Restate word for word every line from the top of the data below down through the line that holds "pub static SOCIAL_LINKS: [(&str, &str);".

§ DATA
---

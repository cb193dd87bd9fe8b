mod footer;
mod nav;

pub use footer::Footer;
pub use nav::Nav;
//! Static site content shared across pages.

pub const SITE_NAME: &str = "DeltaFlow";
pub const SITE_TAGLINE: &str = "Synchronizing Intelligence with Business";
pub const SITE_EMAIL: &str = "contact@deltaflowlab.com";
pub const SITE_PHONE: &str = "+880 1726-131573";
pub const SITE_LOCATION: &str = "Dhaka, Bangladesh";

pub static SOCIAL_LINKS: [(&str, &str); 3] = [
    ("LinkedIn", "https://linkedin.com/company/deltaflow"),
    ("Twitter", "https://twitter.com/deltaflow"),
    ("GitHub", "https://github.com/deltaflow"),
];

pub struct Service {
    pub slug: &'static str,
    pub name: &'static str,
    pub tagline: &'static str,
    pub description: &'static str,
    pub long_description: &'static str,
    pub benefits: &'static [&'static str],
    pub use_cases: &'static [(&'static str, &'static str)],
    pub process: &'static [&'static str],
    pub technologies: &'static [&'static str],
}

pub static SERVICES: [Service; 4] = [
    Service {
        slug: "ai-development",
        name: "AI Product Development",
        tagline: "From Concept to Production AI",
        description: "We build custom AI products tailored to your business needs",
        long_description: "Our team of AI engineers designs, develops, and deploys production-ready AI systems. From NLP applications to computer vision solutions, we handle the entire development lifecycle.",
        benefits: &[
            "End-to-end AI product development",
            "Custom model training and fine-tuning",
            "Production deployment and MLOps",
            "Ongoing support and optimization",
        ],
        use_cases: &[
            ("Intelligent Document Processing", "Extract and process data from unstructured documents with 95%+ accuracy"),
            ("Conversational AI", "Custom chatbots and virtual assistants that understand context"),
            ("Predictive Analytics", "ML models that forecast trends and optimize decision-making"),
            ("Computer Vision Systems", "Automated quality control and visual inspection solutions"),
        ],
        process: &[
            "Discovery & Requirements",
            "Architecture Design",
            "Model Development",
            "Integration & Testing",
            "Deployment & Monitoring",
        ],
        technologies: &["Python", "TensorFlow", "PyTorch", "OpenAI API", "LangChain", "AWS SageMaker"],
    },
    Service {
        slug: "business-automation",
        name: "Business Process Automation",
        tagline: "Automate What Matters",
        description: "Intelligent automation that eliminates repetitive work",
        long_description: "We design and implement custom automation solutions that integrate AI with your existing workflows, reducing manual effort and improving accuracy.",
        benefits: &[
            "70% reduction in manual processing time",
            "Near-zero error rates",
            "24/7 automated operations",
            "Seamless integration with existing systems",
        ],
        use_cases: &[
            ("Invoice Processing", "Automated data extraction, validation, and entry"),
            ("Customer Support Automation", "AI-powered ticket routing and response generation"),
            ("Data Pipeline Automation", "Intelligent ETL processes with anomaly detection"),
            ("Automated Reporting Systems", "Self-generating business intelligence reports and dashboards"),
        ],
        process: &[
            "Process Analysis",
            "Automation Strategy",
            "Solution Development",
            "Integration",
            "Training & Handoff",
        ],
        technologies: &["Python", "FastAPI", "Celery", "Apache Airflow", "RPA Tools", "Custom APIs"],
    },
    Service {
        slug: "ai-consulting",
        name: "AI Strategy & Consulting",
        tagline: "Navigate Your AI Journey",
        description: "Expert guidance for successful AI implementation",
        long_description: "We help organizations develop AI strategies, assess feasibility, and create roadmaps for successful AI adoption.",
        benefits: &[
            "Clear AI roadmap aligned with business goals",
            "Feasibility assessment and ROI analysis",
            "Technology stack recommendations",
            "Implementation best practices",
        ],
        use_cases: &[
            ("AI Readiness Assessment", "Evaluate your data, infrastructure, and organizational readiness"),
            ("Custom AI Strategy", "Develop a phased implementation plan"),
            ("Technical Due Diligence", "Review AI vendors or evaluate acquisition targets"),
            ("AI Ethics & Compliance", "Ensuring your AI systems meet regulatory reliability standards"),
        ],
        process: &[
            "Current State Analysis",
            "Opportunity Identification",
            "Strategy Development",
            "Roadmap Creation",
            "Implementation Support",
        ],
        technologies: &["Business Analysis", "Technical Architecture", "Change Management"],
    },
    Service {
        slug: "generative-ai",
        name: "Generative AI Solutions",
        tagline: "Create Content at Scale",
        description: "Custom LLM agents and image generation pipelines",
        long_description: "We build tailored generative AI models that can create text, code, images, and audio, integrated seamlessly into your creative workflows.",
        benefits: &[
            "Custom LLM Fine-tuning",
            "Image & Video Generation",
            "Automated Content Pipelines",
            "Creative Audits",
        ],
        use_cases: &[
            ("Marketing Automation", "Generate on-brand copy and assets instantly"),
            ("Code Assistants", "Internal coding tools trained on your codebase"),
            ("Knowledge Retrieval", "Chat with your company's entire knowledge base"),
            ("Synthetic Data Creation", "Generating privacy-compliant datasets for model training"),
        ],
        process: &[
            "Data Collection",
            "Model Selection",
            "Fine-Tuning",
            "Application Building",
            "Deployment",
        ],
        technologies: &["OpenAI", "Midjourney", "Stable Diffusion", "LangChain", "Pinecone"],
    },
];

pub fn service_by_slug(slug: &str) -> Option<&'static Service> {
    SERVICES.iter().find(|s| s.slug == slug)
}

pub struct CaseStudy {
    pub title: &'static str,
    pub client: &'static str,
    pub industry: &'static str,
    pub challenge: &'static str,
    pub solution: &'static str,
    pub results: &'static [(&'static str, &'static str)],
    pub technologies: &'static [&'static str],
    pub quote: &'static str,
    pub quote_author: &'static str,
}

pub static CASE_STUDIES: [CaseStudy; 3] = [
    CaseStudy {
        title: "Real-Time Fraud Detection System",
        client: "Major FinTech Company",
        industry: "Financial Services",
        challenge: "Client was losing $2M annually to fraudulent transactions with a 40% false positive rate causing customer friction.",
        solution: "Built a custom ML model using ensemble methods that analyzes transaction patterns in real-time with 99.5% accuracy.",
        results: &[
            ("99.5%", "Fraud Detection Accuracy"),
            ("$1.8M", "Annual Savings"),
            ("85%", "Reduction in False Positives"),
            ("<100ms", "Response Time"),
        ],
        technologies: &["Python", "TensorFlow", "Apache Kafka", "Redis", "AWS"],
        quote: "DeltaFlow's solution transformed our fraud prevention. The accuracy is incredible and our customers are much happier.",
        quote_author: "VP of Engineering, FinTech Client",
    },
    CaseStudy {
        title: "Medical Records Processing Automation",
        client: "Healthcare Provider Network",
        industry: "Healthcare",
        challenge: "Manual processing of patient records was taking 5-7 days per case, creating bottlenecks in patient care.",
        solution: "Developed an AI-powered document processing system with HIPAA-compliant infrastructure that extracts and validates medical data.",
        results: &[
            ("95%", "Processing Time Reduction"),
            ("4 hours", "Average Processing Time"),
            ("98%", "Data Accuracy"),
            ("HIPAA", "Compliant"),
        ],
        technologies: &["Python", "spaCy", "Azure ML", "FastAPI", "PostgreSQL"],
        quote: "This system has been transformative for our operations. Patients get faster service and our staff can focus on care.",
        quote_author: "Chief Medical Officer, Healthcare Network",
    },
    CaseStudy {
        title: "Personalized Product Recommendation Engine",
        client: "E-Commerce Retailer",
        industry: "Retail",
        challenge: "Generic product recommendations were resulting in low conversion rates and poor customer engagement.",
        solution: "Built a custom recommendation engine using collaborative filtering and deep learning that personalizes product suggestions in real-time.",
        results: &[
            ("42%", "Increase in Conversion Rate"),
            ("68%", "Higher Average Order Value"),
            ("3.2x", "Engagement Improvement"),
            ("Real-time", "Personalization"),
        ],
        technologies: &["Python", "PyTorch", "FastAPI", "Redis", "GCP"],
        quote: "The ROI was clear within the first month. Our customers love the personalized experience.",
        quote_author: "Head of Product, E-Commerce Client",
    },
];

pub struct Testimonial {
    pub quote: &'static str,
    pub author: &'static str,
    pub role: &'static str,
}

pub static TESTIMONIALS: [Testimonial; 3] = [
    Testimonial {
        quote: "DeltaFlow transformed our operations. The AI system they built processes in hours what used to take days.",
        author: "Sarah Chen",
        role: "CTO, TechCorp",
    },
    Testimonial {
        quote: "Working with DeltaFlow was seamless. They understood our business and delivered exactly what we needed.",
        author: "Michael Rodriguez",
        role: "VP Engineering, FinanceHub",
    },
    Testimonial {
        quote: "The ROI was clear within months. This is the AI partner every company needs.",
        author: "Emily Watson",
        role: "Head of Product, RetailCo",
    },
];

pub static CLIENTS: [&str; 6] = [
    "TechCorp",
    "FinanceHub",
    "RetailCo",
    "HealthPlus",
    "DataFlow",
    "AutoMate",
];

pub static STATS: [(&str, &str); 4] = [
    ("50+", "AI Projects Delivered"),
    ("25+", "Expert Engineers"),
    ("98%", "Client Satisfaction"),
    ("$10M+", "Client ROI Generated"),
];

pub struct CompanyValue {
    pub title: &'static str,
    pub description: &'static str,
}

pub static COMPANY_VALUES: [CompanyValue; 4] = [
    CompanyValue {
        title: "Results-Driven",
        description: "We measure success by business outcomes, not technical metrics",
    },
    CompanyValue {
        title: "Quality First",
        description: "Every solution we build meets production-grade standards",
    },
    CompanyValue {
        title: "Partnership",
        description: "We're your long-term AI development partner, not just a vendor",
    },
    CompanyValue {
        title: "Innovation",
        description: "We stay at the forefront of AI technology and best practices",
    },
];

pub static COMPANY_STORY: [&str; 3] = [
    "DeltaFlow was founded with a simple mission: make enterprise-grade AI accessible to every business. We saw too many companies struggling to implement AI effectively - either lacking the technical expertise or getting stuck with generic solutions that didn't fit their needs.",
    "Our team of AI engineers and consultants brings deep expertise in machine learning, automation, and software development. We've built AI systems for Fortune 500 companies and fast-growing startups alike.",
    "Today, we're proud to be the AI development partner for companies across finance, healthcare, retail, and technology. Every project we take on is an opportunity to solve real problems with intelligent solutions.",
];

#[cfg(test)]
mod tests {
    use super::*;

    #[test]
    fn service_slugs_are_unique_and_resolvable() {
        for service in &SERVICES {
            assert_eq!(service_by_slug(service.slug).unwrap().name, service.name);
        }
        assert!(service_by_slug("no-such-service").is_none());
    }
}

---

§ REPLY TO THE TASK
repository cb193dd87bd9fe8b
mod footer;
mod nav;

pub use footer::Footer;
pub use nav::Nav;
//! Static site content shared across pages.

pub const SITE_NAME: &str = "DeltaFlow";
pub const SITE_TAGLINE: &str = "Synchronizing Intelligence with Business";
pub const SITE_EMAIL: &str = "contact@deltaflowlab.com";
pub const SITE_PHONE: &str = "+880 1726-131573";
pub const SITE_LOCATION: &str = "Dhaka, Bangladesh";

pub static SOCIAL_LINKS: [(&str, &str); 3] = [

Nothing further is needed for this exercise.